Violência e trabalho escravo crescem no campo
A maior parte dos assassinatos ocorreu na Amazônia Legal, com destaque para estados como Pará, Rondônia e Amazonas. O relatório também aponta crescimento nos casos de trabalho análogo à escravidão. Ano passado foram registrados 159 casos, um aumento de 5%.
Por Caio Ribeiro
O Brasil registrou aumento nos assassinatos e nos casos de trabalho escravo no campo, segundo dados divulgados pela CPT (Comissão Pastoral da Terra). Apesar da queda no número total de conflitos rurais em 2025, a violência se intensificou: o total de mortes dobrou, passando de 13 para 26 vítimas no período.
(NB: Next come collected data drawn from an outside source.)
//! npm registry access for sprig
//!
//! This crate provides the [`RegistrySource`] seam the resolver fetches package
//! metadata through, an HTTP implementation with retry logic, a read-through
//! TTL cache and an in-memory source for fixtures.

pub mod api;
pub mod cache;
pub mod client;
pub mod source;

// Re-export main types
pub use api::{PackageMetadataResponse, VersionMetadata};
pub use cache::{CacheEntry, CacheStats, CachedRegistry, MetadataCache};
pub use client::{AuthConfig, ClientOptions, RegistryClient, RetryConfig, DEFAULT_REGISTRY};
pub use source::{RegistrySource, StaticRegistry};

use sprig_core::error::SprigError;

/// Result type for registry operations
pub type RegistryResult<T> = Result<T, SprigError>;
A maior parte dos assassinatos ocorreu na Amazônia Legal, com destaque para estados como Pará, Rondônia e Amazonas. Os dados evidenciam que povos indígenas, posseiros, quilombolas e trabalhadores sem-terra seguem entre os principais alvos da violência no campo.
O relatório também aponta crescimento nos casos de trabalho análogo à escravidão. Ano passado foram registrados 159 casos, um aumento de 5%, além de quase 2 mil trabalhadores resgatados, alta de 23% em relação ao ano anterior. As ocorrências concentram-se principalmente em atividades como construção, lavouras, mineração e pecuária.
Os números reforçam a gravidade da situação no meio rural brasileiro, marcada por violações de direitos humanos e precarização das condições de trabalho. Para especialistas, o cenário exige maior fiscalização e políticas públicas efetivas para conter a violência e erradicar práticas ilegais que ainda persistem no país.